28/07/2021 tarihli bilirkişi raporunda özetle; “Davalı tarafın “…” ibaresi ile gerçekleştirdiği markasal kullanımların, davacı adına tescilli 2012/94405 sayılı marka kapsamında yer alan “bilgisayar hizmetleri” ve “manyetik, optik kayıt taşıyıcılar ve bunlara kaydedilmiş bilgisayar programları ve yazılımların satışına özgülenmiş” satış hizmetleri ile benzer olduğu, davalı yanın markasal kullanımlarına konu bu işaret ile davacı yanın 2012/94405 sayısı ile tescilli “…” markası arasında, ilgili tüketici kitlesi olarak belirlenen nitelikteki tüketici nezdinde dahi ilişkilendirme ihtimali dahil karıştırılma ihtimaline yol açacak düzeyde bir benzerliğin mevcut olduğu, buna bağlı olarak davacı adına tescilli markalardan doğan hakların ihlali sonucunun meydana geldiğinin değerlendirilebileceği, davalı eylemlerinin aynı zamanda haksız rekabete de yol açacağı” şeklinde kanaatlere varıldığı görülmüştür.

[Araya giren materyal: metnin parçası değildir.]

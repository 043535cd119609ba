use crate::config::StoreConfig;
use crate::errors::StoreError;
use bson::Document;

use super::operators::OperatorRegistry;
use super::parse::{Parser, parse_query_json};
use super::types::{Expression, ExpressionValue, OperatorClause, Query, QueryNode};

/// Compiles query documents into flat, ordered expression lists.
///
/// Compilation is a pure function of the query: the same input always yields the same
/// expressions, in input key order.
#[derive(Debug, Clone)]
pub struct QueryCompiler {
    registry: OperatorRegistry,
    max_depth: usize,
    max_in_set: usize,
}

impl Default for QueryCompiler {
    fn default() -> Self {
        let cfg = StoreConfig::default();
        Self::new(OperatorRegistry::default(), cfg.max_query_depth, cfg.max_in_set)
    }
}

impl QueryCompiler {
    #[must_use]
    pub const fn new(registry: OperatorRegistry, max_depth: usize, max_in_set: usize) -> Self {
        Self { registry, max_depth, max_in_set }
    }

    /// # Errors
    /// Returns a `Config` error if the configured operators are inconsistent.
    pub fn from_config(config: &StoreConfig) -> Result<Self, StoreError> {
        Ok(Self::new(
            OperatorRegistry::from_config(config)?,
            config.max_query_depth,
            config.max_in_set,
        ))
    }

    #[must_use]
    pub const fn registry(&self) -> &OperatorRegistry {
        &self.registry
    }

    /// Validate `query` and build its AST.
    ///
    /// # Errors
    /// Returns a caller error (`InvalidQueryShape`, `UnsupportedRootOperator`,
    /// `UnknownOperator`, `UnexpectedObjectValue`, `ExpectedArrayValue`, `QueryTooDeep`)
    /// describing the first offending fragment.
    pub fn parse(&self, query: &Document) -> Result<Query, StoreError> {
        Parser { registry: &self.registry, max_depth: self.max_depth, max_in_set: self.max_in_set }
            .parse_root(query)
    }

    /// Flatten a parsed query. Never fails.
    #[must_use]
    pub fn lower(&self, query: &Query) -> Vec<Expression> {
        let mut out = Vec::new();
        lower_node(&query.root, "", &mut out);
        out
    }

    /// Parse then lower.
    ///
    /// # Errors
    /// See [`QueryCompiler::parse`].
    pub fn compile(&self, query: &Document) -> Result<Vec<Expression>, StoreError> {
        let parsed = self.parse(query)?;
        let expressions = self.lower(&parsed);
        log::debug!("compiled query into {} expression(s)", expressions.len());
        for e in &expressions {
            log::trace!("  {}", e.to_bson());
        }
        Ok(expressions)
    }

    /// # Errors
    /// Returns `Json` for malformed text, otherwise see [`QueryCompiler::parse`].
    pub fn compile_json(&self, json: &str) -> Result<Vec<Expression>, StoreError> {
        self.compile(&parse_query_json(json)?)
    }
}

fn join_path(parent: &str, name: &str) -> String {
    if parent.is_empty() { name.to_string() } else { format!("{parent}.{name}") }
}

fn lower_node(node: &QueryNode, path: &str, out: &mut Vec<Expression>) {
    match node {
        QueryNode::Value(value) => out.push(Expression::new(
            path,
            OperatorRegistry::default_operator(value),
            ExpressionValue::Plain(value.clone()),
        )),
        QueryNode::Fields(fields) => {
            for (name, sub) in fields {
                lower_node(sub, &join_path(path, name), out);
            }
        }
        QueryNode::Operators(clauses) => {
            for clause in clauses {
                out.push(lower_clause(clause, path));
            }
        }
    }
}

fn lower_clause(clause: &OperatorClause, path: &str) -> Expression {
    match clause {
        OperatorClause::Compare { operator, value } => {
            Expression::new(path, operator.clone(), ExpressionValue::Plain(value.clone()))
        }
        OperatorClause::Quantify { operator, node } => {
            let mut nested = Vec::new();
            lower_node(node, "", &mut nested);
            Expression::new(path, operator.clone(), ExpressionValue::Nested(nested))
        }
        OperatorClause::Combine { operator, nodes } => {
            let lists = nodes
                .iter()
                .map(|n| {
                    let mut nested = Vec::new();
                    lower_node(n, "", &mut nested);
                    nested
                })
                .collect();
            Expression::new(path, operator.clone(), ExpressionValue::NestedList(lists))
        }
    }
}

Davacı ve davalı şirkete ait web siteleri incelendiğinde; davacı yana ait www…..com.tr web sitesi incelendiğinde davacının ağ çözümleri, bilgi güvenliği çözümleri ve sistem çözümleri alanında faaliyet gösteren bilişim firması olduğu, davalı firmaya ait www…..com web sitesi incelendiğinde ise davalının özellikle dijital bankacılık ve sigortacılık hizmetleri uygulamaları, web tabanlı uygulamalar geliştiren yine bir bilişim firması olduğu kanaatine varılmıştır.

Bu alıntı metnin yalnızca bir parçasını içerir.